Este es mi espacio, mi pequeña parcela de libertad, mi válvula de escape, mi cofre de sentimientos, mi retiro, mi confesionario, el escondite de mis rebeliones, el escaparate de mi alma.

miércoles, 1 de agosto de 2012

El juego de las diferencias 2.012


      

     Ya estoy donde quería. He madrugado sin atisbo de pereza, para terminar de recoger lo necesario, y dejar a los que se quedan lo que creo les facilitará mi ausencia. He conducido con alegría los trescientos kilómetros que me distancian de mi refugio, y he llegado con tiempo de saludar a mis amigos y darme un par de baños antes de comer. Tengo por delante un agosto que necesito tanto como creo que me pertenece en justicia. He sido muy aplicada este curso, he trabajado duro en el colegio y en casa, y los resultados han sido altamente satisfactorios.

     Cuando faltaba poco trayecto para llegar, he advertido que ya no huele a mar como antaño. Recuerdo mis vacaciones en la infancia y en la juventud, y cómo la señal inequívoca del término del viaje a la playa era un inconfundible olor a yodo y a sal, que yo respiraba a grandes bocanadas bajando los cristales de las ventanillas del coche, y que quedó tatuado en mi pituitaria por los siglos de los siglos. Por algún motivo, que intuyo, la cercanía al mar ya no huele como entonces, y bien que lo siento, porque constituía para mis sentidos, sobre todo para mi olfato, un indescriptible placer que en la actualidad no disfruto.


      Pero quedan otros: mis desayunos en la terraza contemplando los azules continuos del mar con el cielo; mis inmersiones solitarias a primera hora de la mañana entre olas que me arrullan con su gélido abrazo; mis placenteras lecturas vespertinas, apurando hasta el último rayo de sol, siguiéndolo en su diario juego del escondite, tras los edificios vecinos por el oeste; las dulces madrugadas al raso, bajo un techo de Perseidas juguetonas; los paseos hasta la feria del libro, sorteando un mercadillo salpicado de ruidosos veraneantes; las sesiones de películas en el cine de verano, degustando un delicioso bocadillo casero y una lata de cerveza bien fría; las raciones de gambitas y de pescaíto, o las coquinas que me salen para chuparse literalmente los dedos…  Grandes placeres  –o pequeños, según quien los considere- que aprecio en su justa medida, que anhelo durante todo el año y disfrutaré a dos carrillos estos próximos treinta días. 

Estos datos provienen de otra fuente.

impl TelemetryEngine {
    /// Detects storage capabilities, opens the store and restores every
    /// service from it.
    pub async fn open(configs: Configs) -> AppResult<Self> {
        configs.validate()?;
        let capabilities = Capabilities::detect(&configs.storage, &configs.lifecycle);
        let policy = if capabilities.chunking {
            ChunkPolicy::new(configs.storage.chunk_interval(), configs.storage.partitions)
        } else {
            ChunkPolicy::unbounded(configs.storage.partitions)
        };

        let store = match &configs.storage.database_url {
            Some(url) => Persistence::new(Store::open(url, configs.storage.pool_size).await?),
            None => {
                log::warn!("storage.database_url not set, nothing will survive a restart");
                Persistence::default()
            }
        };
        let window = IngestWindow {
            retention_horizon: configs.lifecycle.retention_horizon(),
            max_future_skew: configs.storage.max_future_skew(),
        };

        let engine = TelemetryEngine {
            capabilities,
            registry: Registry::with_store(store.clone()),
            hypertable: Hypertable::with_store(policy, store.clone()),
            ingest: IngestionPath::new(window),
            aggregates: ContinuousAggregate::with_store(store.clone()),
            alerts: AlertService::with_store(store.clone()),
            commands: CommandService::with_store(store.clone()),
            credentials: None,
            store,
            tenant_gate: RwLock::new(()),
            retention_flight: SingleFlight::default(),
            compression_flight: SingleFlight::default(),
            refresh_flight: SingleFlight::default(),
            configs,
        };
        engine.restore(Utc::now()).await?;
        Ok(engine)
    }

    async fn restore(&self, now: DateTime<Utc>) -> AppResult<()> {
        if !self.store.is_durable() {
            return Ok(());
        }
        self.registry.restore().await?;

        let cutoff = if self.capabilities.retention {
            Some(retention::cutoff(now, self.configs.lifecycle.retention_horizon()))
        } else {
            None
        };
        let rows = self.hypertable.restore(cutoff).await?;
        self.ingest.observe_ids(&rows);

        self.aggregates.restore().await?;
        // Rows committed after the last refresh are not known to be rolled up.
        self.aggregates.invalidate(&rows).await;
        self.alerts.restore(&self.hypertable).await?;
        self.commands.restore().await?;
        Ok(())
    }

    /// Enables connection credentials and loads the stored ones.
    pub async fn with_encryptor(mut self, encryptor: SharedEncryptor) -> AppResult<Self> {
        let credentials = CredentialService::with_store(encryptor, self.store.clone());
        credentials.restore().await?;
        self.credentials = Some(credentials);
        Ok(self)
    }

    pub fn configs(&self) -> &Configs {
        &self.configs
    }

    pub fn capabilities(&self) -> Capabilities {
        self.capabilities
    }

    pub fn registry(&self) -> &Registry {
        &self.registry
    }

    pub fn alerts(&self) -> &AlertService {
        &self.alerts
    }

    pub fn commands(&self) -> &CommandService {
        &self.commands
    }

    pub fn credentials(&self) -> AppResult<&CredentialService> {
        self.credentials
            .as_ref()
            .ok_or_else(|| AppError::Configuration("no encryption capability configured".into()))
    }

    pub async fn chunk_infos(&self) -> Vec<ChunkInfo> {
        self.hypertable.chunk_infos().await
    }

    pub async fn ingest_readings(&self, ctx: &CallerContext, batch: Vec<NewReading>) -> AppResult<IngestReceipt> {
        self.ingest_readings_at(ctx, batch, Utc::now()).await
    }

    /// Commits the batch, then queues the derived work: threshold
    /// evaluation, rollup invalidation and asset liveness.
    pub async fn ingest_readings_at(
        &self,
        ctx: &CallerContext,
        batch: Vec<NewReading>,
        now: DateTime<Utc>,
    ) -> AppResult<IngestReceipt> {
        let _gate = self.tenant_gate.read().await;
        let prepared = self.ingest.prepare(ctx, batch, &self.registry, now).await?;
        let receipt = self.ingest.commit(&self.hypertable, &prepared).await?;

        self.aggregates.invalidate(&prepared.rows).await;
        if let Err(e) = self
            .registry
            .touch_assets(&prepared.organization_id, &prepared.assets_seen)
            .await
        {
            log::warn!("asset liveness not recorded: {}", e);
        }
        self.alerts.outbox().push(prepared.rows).await;
        Ok(receipt)
    }

    /// Readings of one sensor in `[from, to)`, ordered by timestamp.
    pub async fn query_readings(
        &self,
        ctx: &CallerContext,
        sensor_id: SensorId,
        from: DateTime<Utc>,
        to: DateTime<Utc>,
    ) -> AppResult<Vec<Reading>> {
        self.registry.get_sensor(ctx, sensor_id).await?;
        self.hypertable
            .query_sensor(&ctx.organization_id, sensor_id, from, to)
            .await
    }

    pub async fn query_organization_readings(
        &self,
        ctx: &CallerContext,
        from: DateTime<Utc>,
        to: DateTime<Utc>,
    ) -> AppResult<Vec<Reading>> {
        self.hypertable
            .query_organization(&ctx.organization_id, from, to)
            .await
    }

    pub async fn get_reading(&self, ctx: &CallerContext, key: &ReadingKey) -> AppResult<Reading> {
        self.hypertable
            .get(&ctx.organization_id, key)
            .await?
            .ok_or_else(|| AppError::not_found("reading", key.id))
    }

    pub async fn query_hourly_aggregate(
        &self,
        ctx: &CallerContext,
        sensor_id: SensorId,
        from: DateTime<Utc>,
        to: DateTime<Utc>,
    ) -> AppResult<Vec<AggregateBucket>> {
        self.registry.get_sensor(ctx, sensor_id).await?;
        Ok(self
            .aggregates
            .query(&ctx.organization_id, sensor_id, from, to)
            .await)
    }

    pub async fn list_alerts(
        &self,
        ctx: &CallerContext,
        organization_id: &str,
        acknowledged: Option<bool>,
    ) -> AppResult<Vec<Alert>> {
        self.alerts.list(ctx, organization_id, acknowledged).await
    }

    pub async fn acknowledge_alert(&self, ctx: &CallerContext, id: AlertId, actor: &UserId) -> AppResult<Alert> {
        self.alerts.acknowledge(ctx, id, actor, None).await
    }

    /// Drains the evaluation outbox. Returns the number of alerts raised.
    pub async fn evaluate_alerts(&self) -> usize {
        self.alerts.evaluate_pending(&self.registry).await
    }

    pub async fn create_command(&self, ctx: &CallerContext, new: NewCommand) -> AppResult<Command> {
        let _gate = self.tenant_gate.read().await;
        let sensor = self
            .registry
            .get_sensor(ctx, new.sensor_id)
            .await
            .map_err(|_| AppError::InvalidReference {
                entity: "sensor",
                key: new.sensor_id.to_string(),
            })?;
        self.commands.create(ctx, &sensor, new).await
    }

    pub async fn run_retention_pass(&self) -> AppResult<PassOutcome> {
        self.run_retention_pass_at(Utc::now(), &CancellationToken::new())
            .await
    }

    pub async fn run_retention_pass_at(
        &self,
        now: DateTime<Utc>,
        cancel: &CancellationToken,
    ) -> AppResult<PassOutcome> {
        if !self.capabilities.retention {
            return Ok(PassOutcome::Unsupported);
        }
        let _flight = match self.retention_flight.try_enter() {
            Some(guard) => guard,
            None => return Ok(PassOutcome::Coalesced),
        };

        let lifecycle = &self.configs.lifecycle;
        let budget = PassBudget::new("retention", lifecycle.pass_timeout(), cancel);
        let report = retention::run_pass(&self.hypertable, now, lifecycle.retention_horizon(), &budget)
            .await
            .map_err(|e| as_policy_failure("retention", e))?;
        if report.processed > 0 {
            log::info!(
                "retention pass dropped {} chunk(s), {} readings",
                report.processed,
                report.rows
            );
        }
        Ok(PassOutcome::Completed(report))
    }

    pub async fn run_compression_pass(&self) -> AppResult<PassOutcome> {
        self.run_compression_pass_at(Utc::now(), &CancellationToken::new())
            .await
    }

    pub async fn run_compression_pass_at(
        &self,
        now: DateTime<Utc>,
        cancel: &CancellationToken,
    ) -> AppResult<PassOutcome> {
        if !self.capabilities.compression {
            return Ok(PassOutcome::Unsupported);
        }
        let _flight = match self.compression_flight.try_enter() {
            Some(guard) => guard,
            None => return Ok(PassOutcome::Coalesced),
        };

        let lifecycle = &self.configs.lifecycle;
        let budget = PassBudget::new("compression", lifecycle.pass_timeout(), cancel);
        let report = compression::run_pass(
            &self.hypertable,
            now,
            lifecycle.compression_after(),
            lifecycle.retention_horizon(),
            &budget,
        )
        .await
        .map_err(|e| as_policy_failure("compression", e))?;
        if report.processed > 0 {
            log::info!(
                "compression pass packed {} chunk(s): {} -> {} bytes",
                report.processed,
                report.bytes_before,
                report.bytes_after
            );
        }
        Ok(PassOutcome::Completed(report))
    }

    pub async fn refresh_aggregates(&self) -> AppResult<PassOutcome<RefreshReport>> {
        self.refresh_aggregates_at(Utc::now()).await
    }

    pub async fn refresh_aggregates_at(&self, now: DateTime<Utc>) -> AppResult<PassOutcome<RefreshReport>> {
        let _flight = match self.refresh_flight.try_enter() {
            Some(guard) => guard,
            None => return Ok(PassOutcome::Coalesced),
        };
        // Without retention raw rows never expire, so every bucket stays refreshable.
        let cutoff = if self.capabilities.retention {
            retention::cutoff(now, self.configs.lifecycle.retention_horizon())
        } else {
            DateTime::<Utc>::MIN_UTC
        };
        let report = self
            .aggregates
            .refresh(&self.hypertable, cutoff)
            .await
            .map_err(|e| as_policy_failure("aggregate refresh", e))?;
        Ok(PassOutcome::Completed(report))
    }

    /// Removes the organization and everything it owns, readings included.
    ///
    /// Writers are shut out and a running aggregate refresh is waited for
    /// before anything is purged. Raw readings go before their rollups, and
    /// the stored registry rows go last.
    pub async fn delete_organization(&self, ctx: &CallerContext, organization_id: &str) -> AppResult<OrganizationPurge> {
        let org = self.registry.get_organization(ctx, organization_id).await?;
        let _refresh = self.refresh_flight.wait().await;
        let _gate = self.tenant_gate.write().await;

        let registry = self.registry.remove_organization(&org.id).await?;
        let mut purge = OrganizationPurge {
            assets: registry.assets,
            sensors: registry.sensors,
            ..OrganizationPurge::default()
        };
        purge.readings = self.hypertable.purge_organization(&org.id).await?;
        purge.rollups = self.aggregates.purge_organization(&org.id).await?;
        purge.alerts = self.alerts.purge_organization(&org.id).await?;
        purge.commands = self.commands.purge_organization(&org.id).await?;
        if let Some(credentials) = &self.credentials {
            purge.credentials = credentials.purge_organization(&org.id).await?;
        }
        self.registry.erase_organization(&org.id).await?;

        log::info!("organization {} deleted by {}: {:?}", org.id, ctx.user_id, purge);
        Ok(purge)
    }
}
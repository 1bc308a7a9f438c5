use crate::{
    engine::TelemetryEngine,
    modules::{ingest::IngestReceipt, mqtt::models::ReadingsPayload},
    shared::{
        context::CallerContext,
        errors::{AppError, AppResult},
    },
};

/// Ingests one device publish on behalf of the topic's organization.
pub async fn handler(engine: &TelemetryEngine, organization_id: &str, payload: &[u8]) -> AppResult<IngestReceipt> {
    let parsed: ReadingsPayload =
        serde_json::from_slice(payload).map_err(|e| AppError::from_json_err(e, "readings payload"))?;
    let ctx = CallerContext::device(organization_id);
    let receipt = engine.ingest_readings(&ctx, parsed.into_batch()).await?;
    log::debug!(
        "{} reading(s) from {} committed to {} chunk(s)",
        receipt.accepted,
        organization_id,
        receipt.chunks.len()
    );
    Ok(receipt)
}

     Y, como en los años anteriores, hoy el post lo dedico al “juego de las diferencias” que comencé en 2.010, año en el que cumplí los 50. Consiste básicamente en encontrar los estragos que el calendario infringe a mi añosa anatomía, con el soporte de unas cuantas fotografías, tomadas cada verano en el mismo rincón de mi terraza, y que no están retocadas digitalmente, como no podía ser de otra manera, porque perderían la gracia y la transparencia de las que el juego presume con arrogancia.

     Si bien es verdad que a muchos de los que estáis leyendo mi blog os importa un bledo, -estáis en vuestro derecho- y aún a riesgo de parecer egocéntrica, lo publico porque para eso yo mando en esta página, y al que le parezca irrelevante, que no lo lea. No todo lo que escribo tiene que ser serio, místico, reivindicativo, poético o tragicómico. Esto es una chorrada, y lo asumo. Ahí va el documento gráfico.

Foto 1- Año 2.010: 50 años.


Foto 2- Año 2.011: 51 añazos.


Foto 3- Año 2.012: 52 tacos


                            CONCLUSIONES FINALES.


1-     A la vista está que “a quien madruga, Dios lo arruga”. Tendré que replantearme esta cuestión. 

2-   Diríase que si “a palabras necias, oídos sordos”, también entenderíamos “a imágenes patéticas, gafas de corcho”,…o algo así.

3-     Estoy a punto de entrar a formar parte del club “Plañideras sin fronteras”, después de este post.

 
4-     Decididamente, “si lo sé, no vengo”.

MIL PERDONES, a las que usan tacones y a los que lucen…borlones.